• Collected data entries
--------------------

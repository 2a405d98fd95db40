//! Concurrent fan-out of one record to every enabled channel.
//!
//! The join is settle-all: every enabled channel's `send` runs concurrently
//! over the same shared read-only record, every outcome is awaited, and
//! failures are collected rather than propagated. Nothing here can cancel a
//! sibling delivery or fail the inbound request.

use std::sync::Arc;

use futures::future::join_all;
use metrics::counter;

use crate::notify::Notifier;
use crate::record::PaymentRecord;

/// Per-dispatch outcome summary. Failures carry the channel label and the
/// rendered error; the caller has already decided they are not its problem.
#[derive(Debug, Default)]
pub struct DispatchReport {
    pub attempted: usize,
    pub delivered: usize,
    pub failures: Vec<(&'static str, String)>,
}

impl DispatchReport {
    pub fn failed(&self) -> usize {
        self.failures.len()
    }
}

/// Send `record` through every enabled channel concurrently and wait for all
/// of them to settle. Zero enabled channels completes immediately.
pub async fn dispatch(notifiers: &[Arc<dyn Notifier>], record: &PaymentRecord) -> DispatchReport {
    let enabled: Vec<_> = notifiers.iter().filter(|n| n.enabled()).collect();

    let outcomes = join_all(enabled.iter().map(|notifier| async move {
        let result = notifier.send(record).await;
        (notifier.name(), result)
    }))
    .await;

    let mut report = DispatchReport {
        attempted: outcomes.len(),
        ..Default::default()
    };

    for (channel, outcome) in outcomes {
        match outcome {
            Ok(()) => {
                counter!("relay_deliveries_total", "channel" => channel).increment(1);
                tracing::debug!(channel, order_no = %record.order_no, "notification delivered");
                report.delivered += 1;
            }
            Err(err) => {
                counter!("relay_delivery_failures_total", "channel" => channel).increment(1);
                tracing::error!(
                    channel,
                    order_no = %record.order_no,
                    error = %err,
                    "notification delivery failed"
                );
                report.failures.push((channel, err.to_string()));
            }
        }
    }

    report
}
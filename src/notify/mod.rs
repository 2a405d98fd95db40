//! Notification channels.
//!
//! Every channel implements [`Notifier`]: one outbound HTTP call delivering
//! a [`PaymentRecord`] in the channel's own wire shape. Channels are
//! constructed once into a static registry; whether a channel actually
//! participates in a dispatch is decided per request by its `enabled()`
//! predicate, which only checks configuration presence.
//!
//! A channel's failure is its own: `send` returns a [`DeliveryError`] and
//! the coordinator logs it, but nothing here can fail a sibling channel or
//! the inbound request.

pub mod bark;
pub mod dingtalk;
pub mod email;
pub mod telegram;
pub mod template;

use std::sync::Arc;

use async_trait::async_trait;

use crate::config::RelayConfig;
use crate::record::PaymentRecord;

pub use bark::BarkNotifier;
pub use dingtalk::DingTalkNotifier;
pub use email::EmailNotifier;
pub use telegram::TelegramNotifier;

/// Delivery failure for a single channel.
#[derive(Debug, thiserror::Error)]
pub enum DeliveryError {
    #[error("http request failed: {0}")]
    Transport(#[from] reqwest::Error),

    #[error("upstream returned {status}: {body}")]
    Status {
        status: reqwest::StatusCode,
        body: String,
    },

    #[error("invalid notifier configuration: {0}")]
    Config(String),
}

/// A notification channel.
#[async_trait]
pub trait Notifier: Send + Sync {
    /// Stable channel label used in logs and metrics.
    fn name(&self) -> &'static str;

    /// Whether this channel's required configuration keys are present.
    fn enabled(&self) -> bool;

    /// Deliver one record. Must fail fast on non-2xx rather than hang.
    async fn send(&self, record: &PaymentRecord) -> Result<(), DeliveryError>;
}

/// Build the channel registry. All channels are constructed; disabled ones
/// simply never pass the `enabled()` filter at dispatch time.
pub fn build_notifiers(
    config: &RelayConfig,
    http: &reqwest::Client,
    email_template: String,
) -> Vec<Arc<dyn Notifier>> {
    vec![
        Arc::new(EmailNotifier::new(
            config.email.clone(),
            http.clone(),
            email_template,
        )),
        Arc::new(TelegramNotifier::new(config.telegram.clone(), http.clone())),
        Arc::new(DingTalkNotifier::new(config.dingtalk.clone(), http.clone())),
        Arc::new(BarkNotifier::new(config.bark.clone(), http.clone())),
    ]
}

/// Map a response to `Ok` on 2xx, `DeliveryError::Status` otherwise.
pub(crate) async fn expect_success(response: reqwest::Response) -> Result<(), DeliveryError> {
    let status = response.status();
    if status.is_success() {
        return Ok(());
    }
    let body = response.text().await.unwrap_or_default();
    Err(DeliveryError::Status { status, body })
}
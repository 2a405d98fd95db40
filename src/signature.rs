//! Inbound webhook signature verification.
//!
//! The processor signs each delivery with HMAC-SHA256 over the exact byte
//! string `"{t}.{raw_body}"` and sends the result in the `stripe-signature`
//! header as `t=<unix seconds>,v1=<lowercase hex tag>`. Verification runs on
//! the raw request body before any JSON decoding: the signed quantity is the
//! byte-for-byte payload, not its parsed form.

use hmac::{Hmac, Mac};
use sha2::Sha256;
use subtle::ConstantTimeEq;

type HmacSha256 = Hmac<Sha256>;

/// Freshness window applied when no tolerance is configured.
pub const DEFAULT_TOLERANCE_SECS: u64 = 300;

/// Why a signature header was rejected.
///
/// Callers must not echo the variant to the sender; the HTTP layer collapses
/// all of these into one generic failure response so a forger learns nothing
/// about which check tripped.
#[derive(Debug, thiserror::Error)]
pub enum SignatureError {
    #[error("malformed signature header")]
    MalformedHeader,

    #[error("webhook secret is not configured")]
    MissingSecret,

    #[error("timestamp outside the tolerance window")]
    StaleTimestamp,

    #[error("signature mismatch")]
    BadSignature,
}

/// Verify a signature header against the raw request body.
///
/// `now_secs` is passed in rather than read from the clock so the freshness
/// check is deterministic under test.
pub fn verify(
    header: &str,
    body: &[u8],
    secret: &str,
    tolerance_secs: u64,
    now_secs: i64,
) -> Result<(), SignatureError> {
    if secret.is_empty() {
        return Err(SignatureError::MissingSecret);
    }

    let (timestamp, provided_tag) = parse_header(header)?;

    // checked_sub: an absurd timestamp that would overflow the skew
    // calculation is just as stale as any other out-of-window one.
    let skew = now_secs
        .checked_sub(timestamp)
        .map(i64::unsigned_abs)
        .unwrap_or(u64::MAX);
    if skew > tolerance_secs {
        return Err(SignatureError::StaleTimestamp);
    }

    let expected = compute_tag(secret, timestamp, body);

    // Length mismatch yields an immediate zero choice; equal-length hex
    // strings are compared without early exit.
    if bool::from(expected.as_bytes().ct_eq(provided_tag.as_bytes())) {
        Ok(())
    } else {
        Err(SignatureError::BadSignature)
    }
}

/// Compute the lowercase hex tag for a timestamped body.
///
/// Exposed so callers that *produce* deliveries (and the integration tests)
/// can build a valid header.
pub fn compute_tag(secret: &str, timestamp: i64, body: &[u8]) -> String {
    let mut mac =
        HmacSha256::new_from_slice(secret.as_bytes()).expect("HMAC accepts any key length");
    mac.update(timestamp.to_string().as_bytes());
    mac.update(b".");
    mac.update(body);
    hex::encode(mac.finalize().into_bytes())
}

/// Parse `t=...,v1=...` out of the header; both keys are required.
fn parse_header(header: &str) -> Result<(i64, &str), SignatureError> {
    let mut timestamp = None;
    let mut tag = None;

    for pair in header.split(',') {
        let Some((key, value)) = pair.trim().split_once('=') else {
            continue;
        };
        match key {
            "t" => timestamp = value.parse::<i64>().ok(),
            "v1" => tag = Some(value),
            _ => {}
        }
    }

    match (timestamp, tag) {
        (Some(t), Some(v1)) if !v1.is_empty() => Ok((t, v1)),
        _ => Err(SignatureError::MalformedHeader),
    }
}
//! Email channel: HTML receipt posted to a Mailgun-style messages API.

use async_trait::async_trait;

use crate::config::EmailConfig;
use crate::notify::{expect_success, template, DeliveryError, Notifier};
use crate::record::PaymentRecord;

pub struct EmailNotifier {
    config: EmailConfig,
    http: reqwest::Client,
    template: String,
}

impl EmailNotifier {
    pub fn new(config: EmailConfig, http: reqwest::Client, template: String) -> Self {
        Self {
            config,
            http,
            template,
        }
    }

    fn subject(record: &PaymentRecord) -> String {
        format!("Payment received: {} {}", record.product_name, record.amount_readable)
    }
}

#[async_trait]
impl Notifier for EmailNotifier {
    fn name(&self) -> &'static str {
        "email"
    }

    fn enabled(&self) -> bool {
        self.config.is_enabled()
    }

    async fn send(&self, record: &PaymentRecord) -> Result<(), DeliveryError> {
        let (Some(api_key), Some(domain), Some(to)) = (
            self.config.api_key.as_deref(),
            self.config.domain.as_deref(),
            self.config.to.as_deref(),
        ) else {
            return Err(DeliveryError::Config(
                "email channel requires api_key, domain and to".into(),
            ));
        };

        let from = self
            .config
            .from
            .clone()
            .unwrap_or_else(|| format!("Payments <payments@{domain}>"));
        let html = template::render(&self.template, record);
        let subject = Self::subject(record);

        let url = format!("https://api.mailgun.net/v3/{domain}/messages");
        let form = [
            ("from", from.as_str()),
            ("to", to),
            ("subject", subject.as_str()),
            ("html", html.as_str()),
        ];

        let response = self
            .http
            .post(url)
            .basic_auth("api", Some(api_key))
            .form(&form)
            .send()
            .await?;

        expect_success(response).await
    }
}

#[cfg(test)]
mod tests {
    use super::*;
    use chrono::{TimeZone, Utc};

    fn record() -> PaymentRecord {
        PaymentRecord {
            event_type: "invoice.paid".into(),
            id: "evt_1".into(),
            created_at: Utc.timestamp_opt(1_700_000_000, 0).unwrap(),
            currency: "USD".into(),
            amount_minor: 4200,
            amount_readable: "USD 42.00".into(),
            email: None,
            order_no: "INV-1".into(),
            product_name: "Support plan".into(),
            quantity: 1,
            payment_method: "card".into(),
            customer_id: None,
        }
    }

    #[test]
    fn subject_carries_product_and_amount() {
        assert_eq!(
            EmailNotifier::subject(&record()),
            "Payment received: Support plan USD 42.00"
        );
    }

    #[tokio::test]
    async fn send_without_keys_is_a_config_error() {
        let notifier = EmailNotifier::new(
            EmailConfig::default(),
            reqwest::Client::new(),
            String::new(),
        );
        assert!(!notifier.enabled());
        let result = notifier.send(&record()).await;
        assert!(matches!(result, Err(DeliveryError::Config(_))));
    }
}
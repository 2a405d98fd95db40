//! hookrelay - Payment webhook relay
//!
//! Receives payment-success notifications from a payment processor,
//! authenticates them, normalizes the payload into one canonical record and
//! fans that record out to every configured notification channel:
//!
//! - **Signature Verification**: HMAC-SHA256 over the raw body with a
//!   freshness window and constant-time tag comparison
//! - **Normalization**: priority-chain field resolution tolerant of the
//!   checkout-session, payment-intent and invoice payload shapes
//! - **Fan-out**: concurrent settle-all dispatch with per-channel failure
//!   isolation (email, Telegram, DingTalk, Bark)
//! - **Configuration**: environment variable and file-based configuration;
//!   a channel is enabled purely by the presence of its keys
//!
//! # Quick Start
//!
//! ```rust,no_run
//! use hookrelay::RelayConfig;
//!
//! #[tokio::main]
//! async fn main() -> anyhow::Result<()> {
//!     let config = RelayConfig::load()?;
//!     hookrelay::server::start_server(config).await?;
//!     Ok(())
//! }
//! ```
//!
//! # Endpoints
//!
//! - `POST /stripe-webhook` - signed processor events (200 ok/ignored, 400 rejected)
//! - `GET /health` - liveness probe
//! - `GET /metrics` - Prometheus metrics (when enabled)

pub mod config;
pub mod dispatch;
pub mod error;
pub mod event;
pub mod middleware;
pub mod notify;
pub mod record;
pub mod routes;
pub mod server;
pub mod signature;
pub mod state;

pub use config::RelayConfig;
pub use error::{ServerError, ServerResult};
pub use record::PaymentRecord;
pub use server::{build_router, start_server};
pub use state::RelayState;
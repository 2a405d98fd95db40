//! HTML receipt template rendering.
//!
//! Templates carry `{{NAME}}` placeholders. Rendering substitutes the
//! recognized set from a [`PaymentRecord`] and collapses anything it does
//! not recognize to the empty string, so a stale template can never fail a
//! delivery.

use crate::record::PaymentRecord;

/// Built-in receipt used when no template file is configured.
pub const DEFAULT_TEMPLATE: &str = r#"<!DOCTYPE html>
<html>
  <body style="font-family: sans-serif; color: #222;">
    <h2>Payment received</h2>
    <table cellpadding="6">
      <tr><td>Product</td><td>{{PRODUCT_NAME}}</td></tr>
      <tr><td>Quantity</td><td>{{QTY}}</td></tr>
      <tr><td>Order</td><td>{{ORDER_NO}}</td></tr>
      <tr><td>Paid with</td><td>{{PAID_WITH}}</td></tr>
      <tr><td>Customer</td><td>{{CUSTOMER_EMAIL}}</td></tr>
      <tr><td><strong>Total</strong></td><td><strong>{{TOTAL}}</strong></td></tr>
    </table>
  </body>
</html>
"#;

/// Render a template against a record.
pub fn render(template: &str, record: &PaymentRecord) -> String {
    let rendered = template
        .replace("{{PRODUCT_NAME}}", &record.product_name)
        .replace("{{QTY}}", &record.quantity.to_string())
        .replace("{{ORDER_NO}}", &record.order_no)
        .replace("{{PAID_WITH}}", &record.payment_method)
        .replace("{{CUSTOMER_EMAIL}}", record.email.as_deref().unwrap_or(""))
        .replace("{{TOTAL}}", &record.amount_readable);

    scrub_unknown_placeholders(&rendered)
}

/// Remove any `{{...}}` token that survived substitution.
fn scrub_unknown_placeholders(input: &str) -> String {
    let mut output = String::with_capacity(input.len());
    let mut rest = input;

    while let Some(open) = rest.find("{{") {
        output.push_str(&rest[..open]);
        match rest[open..].find("}}") {
            Some(close) => rest = &rest[open + close + 2..],
            None => {
                // Unterminated token: keep the tail verbatim.
                output.push_str(&rest[open..]);
                rest = "";
            }
        }
    }
    output.push_str(rest);
    output
}
use axum::http::StatusCode;
use axum::response::{IntoResponse, Response};
use axum::Json;
use serde_json::json;

pub type ServerResult<T> = Result<T, ServerError>;

/// Server error types
///
/// `Authentication` intentionally maps to a plain 400 with a fixed message:
/// the sender must not learn which verification check failed, so the precise
/// [`SignatureError`](crate::signature::SignatureError) stays in the logs.
#[derive(Debug, thiserror::Error)]
pub enum ServerError {
    #[error("invalid signature")]
    Authentication(#[source] crate::signature::SignatureError),

    #[error("bad request: {0}")]
    BadRequest(String),

    #[error("not found")]
    NotFound,

    #[error("configuration error: {0}")]
    Config(String),

    #[error("internal server error: {0}")]
    Internal(String),
}

impl ServerError {
    /// Get HTTP status code for this error
    fn status_code(&self) -> StatusCode {
        match self {
            // Webhook auth failures are a caller problem, not a credentials
            // challenge: the processor expects 400, not 401.
            ServerError::Authentication(_) => StatusCode::BAD_REQUEST,
            ServerError::BadRequest(_) => StatusCode::BAD_REQUEST,
            ServerError::NotFound => StatusCode::NOT_FOUND,
            ServerError::Config(_) | ServerError::Internal(_) => {
                StatusCode::INTERNAL_SERVER_ERROR
            }
        }
    }

    /// Get error code string
    fn error_code(&self) -> &'static str {
        match self {
            ServerError::Authentication(_) => "AUTH_FAILED",
            ServerError::BadRequest(_) => "BAD_REQUEST",
            ServerError::NotFound => "NOT_FOUND",
            ServerError::Config(_) => "CONFIG_ERROR",
            ServerError::Internal(_) => "INTERNAL_ERROR",
        }
    }
}

impl IntoResponse for ServerError {
    fn into_response(self) -> Response {
        let status = self.status_code();
        let body = Json(json!({
            "error": {
                "code": self.error_code(),
                "message": self.to_string(),
            }
        }));

        (status, body).into_response()
    }
}

impl From<std::net::AddrParseError> for ServerError {
    fn from(err: std::net::AddrParseError) -> Self {
        ServerError::Config(format!("Invalid address: {err}"))
    }
}

impl From<std::io::Error> for ServerError {
    fn from(err: std::io::Error) -> Self {
        ServerError::Internal(format!("IO error: {err}"))
    }
}

impl From<anyhow::Error> for ServerError {
    fn from(err: anyhow::Error) -> Self {
        ServerError::Internal(err.to_string())
    }
}
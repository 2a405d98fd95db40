//! Canonical payment record and the normalization that produces it.
//!
//! Normalization is total: every field resolves through a fixed priority
//! chain of candidate locations inside `data.object` and falls back to a
//! documented default, so no upstream payload shape can fail it. The chains
//! are data-described (`&[&str]` dotted paths walked by one resolver), which
//! lets the same code tolerate checkout-session, payment-intent and invoice
//! payloads; supporting a new shape means adding a path, not a branch.

use chrono::{DateTime, TimeZone, Utc};
use serde::Serialize;
use serde_json::Value;

use crate::event::RawEvent;

const EMAIL_PATHS: &[&str] = &[
    "customer_details.email",
    "customer_email",
    "receipt_email",
    "billing_details.email",
];

const ORDER_NO_PATHS: &[&str] = &[
    "metadata.order_no",
    "client_reference_id",
    "payment_intent",
    "number",
    "id",
];

const AMOUNT_PATHS: &[&str] = &["amount_total", "amount_received", "amount_paid", "amount"];

const PRODUCT_PATHS: &[&str] = &["metadata.product_name", "metadata.product", "description"];

const METHOD_PATHS: &[&str] = &[
    "payment_method_types.0",
    "payment_method_details.type",
    "metadata.payment_method",
];

/// The channel-agnostic payment record every notifier consumes.
///
/// Immutable once built and shared read-only across all concurrent notifier
/// tasks. `amount_readable` always divides minor units by 100 and prints two
/// decimals; zero-decimal currencies are knowingly misformatted, a
/// documented simplification rather than a per-currency table.
#[derive(Debug, Clone, PartialEq, Serialize)]
pub struct PaymentRecord {
    pub event_type: String,
    pub id: String,
    pub created_at: DateTime<Utc>,
    pub currency: String,
    pub amount_minor: i64,
    pub amount_readable: String,
    pub email: Option<String>,
    pub order_no: String,
    pub product_name: String,
    pub quantity: i64,
    pub payment_method: String,
    pub customer_id: Option<String>,
}

/// Build a [`PaymentRecord`] from a raw event.
///
/// Pure: the receipt instant is a parameter (used only when the event
/// carries no `created` timestamp), so the same inputs always yield the
/// same record.
pub fn normalize(event: &RawEvent, received_at: DateTime<Utc>) -> PaymentRecord {
    let object = &event.data.object;

    let created_at = event
        .created
        .and_then(|secs| Utc.timestamp_opt(secs, 0).single())
        .unwrap_or(received_at);

    let currency = first_string(object, &["currency"])
        .map(|c| c.to_uppercase())
        .unwrap_or_else(|| "USD".to_string());

    let amount_minor = first_integer(object, AMOUNT_PATHS).unwrap_or(0);
    let amount_readable = format!("{} {:.2}", currency, amount_minor as f64 / 100.0);

    let order_no =
        first_string(object, ORDER_NO_PATHS).unwrap_or_else(|| event.id.clone());

    let quantity = match first_integer(object, &["metadata.quantity"]) {
        Some(n) if n > 0 => n,
        _ => 1,
    };

    PaymentRecord {
        event_type: event.event_type.clone(),
        id: event.id.clone(),
        created_at,
        currency,
        amount_minor,
        amount_readable,
        email: first_string(object, EMAIL_PATHS),
        order_no,
        product_name: first_string(object, PRODUCT_PATHS)
            .unwrap_or_else(|| "payment".to_string()),
        quantity,
        payment_method: first_string(object, METHOD_PATHS)
            .unwrap_or_else(|| "processor".to_string()),
        customer_id: first_string(object, &["customer"]),
    }
}

/// Walk a dotted path: objects by key, arrays by numeric segment.
fn lookup<'a>(object: &'a Value, path: &str) -> Option<&'a Value> {
    path.split('.').try_fold(object, |current, segment| match current {
        Value::Object(map) => map.get(segment),
        Value::Array(items) => segment.parse::<usize>().ok().and_then(|i| items.get(i)),
        _ => None,
    })
}

/// First candidate that is a non-empty string.
fn first_string(object: &Value, paths: &[&str]) -> Option<String> {
    paths.iter().find_map(|path| match lookup(object, path) {
        Some(Value::String(s)) if !s.is_empty() => Some(s.clone()),
        _ => None,
    })
}

/// First candidate that is an integer, or a string parseable as one.
fn first_integer(object: &Value, paths: &[&str]) -> Option<i64> {
    paths.iter().find_map(|path| match lookup(object, path) {
        Some(Value::Number(n)) => n.as_i64(),
        Some(Value::String(s)) => s.trim().parse::<i64>().ok(),
        _ => None,
    })
}

#[cfg(test)]
mod tests {
    use super::*;
    use serde_json::json;

    fn event(value: serde_json::Value) -> RawEvent {
        serde_json::from_value(value).unwrap()
    }

    fn receipt_time() -> DateTime<Utc> {
        Utc.timestamp_opt(1_700_000_123, 0).unwrap()
    }

    #[test]
    fn payment_intent_shape_resolves() {
        let event = event(json!({
            "type": "payment_intent.succeeded",
            "id": "evt_1",
            "created": 1_700_000_000,
            "data": { "object": {
                "id": "pi_1",
                "amount": 1999,
                "amount_received": 1999,
                "currency": "usd",
                "receipt_email": "buyer@example.com",
                "customer": "cus_9",
                "payment_method_types": ["card"]
            }}
        }));

        let record = normalize(&event, receipt_time());
        assert_eq!(record.amount_minor, 1999);
        assert_eq!(record.amount_readable, "USD 19.99");
        assert_eq!(record.order_no, "pi_1");
        assert_eq!(record.email.as_deref(), Some("buyer@example.com"));
        assert_eq!(record.payment_method, "card");
        assert_eq!(record.customer_id.as_deref(), Some("cus_9"));
        assert_eq!(record.created_at.timestamp(), 1_700_000_000);
    }

    #[test]
    fn checkout_session_shape_resolves() {
        let event = event(json!({
            "type": "checkout.session.completed",
            "id": "evt_2",
            "data": { "object": {
                "id": "cs_1",
                "amount_total": 5000,
                "currency": "eur",
                "client_reference_id": "order-42",
                "customer_details": { "email": "cart@example.com" },
                "metadata": { "product_name": "Pro plan", "quantity": "3" }
            }}
        }));

        let record = normalize(&event, receipt_time());
        assert_eq!(record.amount_readable, "EUR 50.00");
        assert_eq!(record.order_no, "order-42");
        assert_eq!(record.email.as_deref(), Some("cart@example.com"));
        assert_eq!(record.product_name, "Pro plan");
        assert_eq!(record.quantity, 3);
        // No `created` on the envelope: receipt time wins.
        assert_eq!(record.created_at, receipt_time());
    }

    #[test]
    fn invoice_shape_resolves() {
        let event = event(json!({
            "type": "invoice.paid",
            "id": "evt_3",
            "data": { "object": {
                "id": "in_1",
                "number": "INV-0007",
                "amount_paid": 1200,
                "currency": "gbp",
                "customer_email": "billing@example.com",
                "description": "Monthly subscription"
            }}
        }));

        let record = normalize(&event, receipt_time());
        assert_eq!(record.order_no, "INV-0007");
        assert_eq!(record.amount_readable, "GBP 12.00");
        assert_eq!(record.product_name, "Monthly subscription");
        assert_eq!(record.email.as_deref(), Some("billing@example.com"));
    }

    #[test]
    fn missing_object_takes_every_default() {
        let event = event(json!({ "type": "payment_intent.succeeded", "id": "evt_4" }));

        let record = normalize(&event, receipt_time());
        assert_eq!(record.amount_minor, 0);
        assert_eq!(record.currency, "USD");
        assert_eq!(record.amount_readable, "USD 0.00");
        assert_eq!(record.email, None);
        assert_eq!(record.order_no, "evt_4");
        assert_eq!(record.product_name, "payment");
        assert_eq!(record.quantity, 1);
        assert_eq!(record.payment_method, "processor");
        assert_eq!(record.customer_id, None);
    }

    #[test]
    fn order_no_falls_back_to_envelope_id_when_object_has_none() {
        let event = event(json!({
            "type": "payment_intent.succeeded",
            "id": "evt_5",
            "data": { "object": { "amount": 100 } }
        }));
        assert_eq!(normalize(&event, receipt_time()).order_no, "evt_5");
    }

    #[test]
    fn non_positive_or_unparsable_quantity_becomes_one() {
        for quantity in [json!("0"), json!("-2"), json!("many"), json!(0)] {
            let event = event(json!({
                "type": "invoice.paid",
                "id": "evt_6",
                "data": { "object": { "metadata": { "quantity": quantity } } }
            }));
            assert_eq!(normalize(&event, receipt_time()).quantity, 1);
        }
    }

    #[test]
    fn empty_string_candidates_are_skipped() {
        let event = event(json!({
            "type": "invoice.paid",
            "id": "evt_7",
            "data": { "object": {
                "customer_email": "",
                "receipt_email": "real@example.com"
            }}
        }));
        assert_eq!(
            normalize(&event, receipt_time()).email.as_deref(),
            Some("real@example.com")
        );
    }

    #[test]
    fn normalize_is_pure() {
        let event = event(json!({
            "type": "checkout.session.completed",
            "id": "evt_8",
            "created": 1_700_000_000,
            "data": { "object": { "amount_total": 777, "currency": "usd" } }
        }));
        let at = receipt_time();
        assert_eq!(normalize(&event, at), normalize(&event, at));
    }

    #[test]
    fn amount_formatting_always_assumes_two_decimals() {
        // Zero-decimal currencies get the same /100 treatment on purpose.
        let event = event(json!({
            "type": "payment_intent.succeeded",
            "id": "evt_9",
            "data": { "object": { "amount": 500, "currency": "jpy" } }
        }));
        assert_eq!(normalize(&event, receipt_time()).amount_readable, "JPY 5.00");
    }
}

--------------------

• Brief
All lines above that contain the word "BadRequest" are to be copied.

• Expected answer
    BadRequest(String),
            ServerError::BadRequest(_) => StatusCode::BAD_REQUEST,
            ServerError::BadRequest(_) => "BAD_REQUEST",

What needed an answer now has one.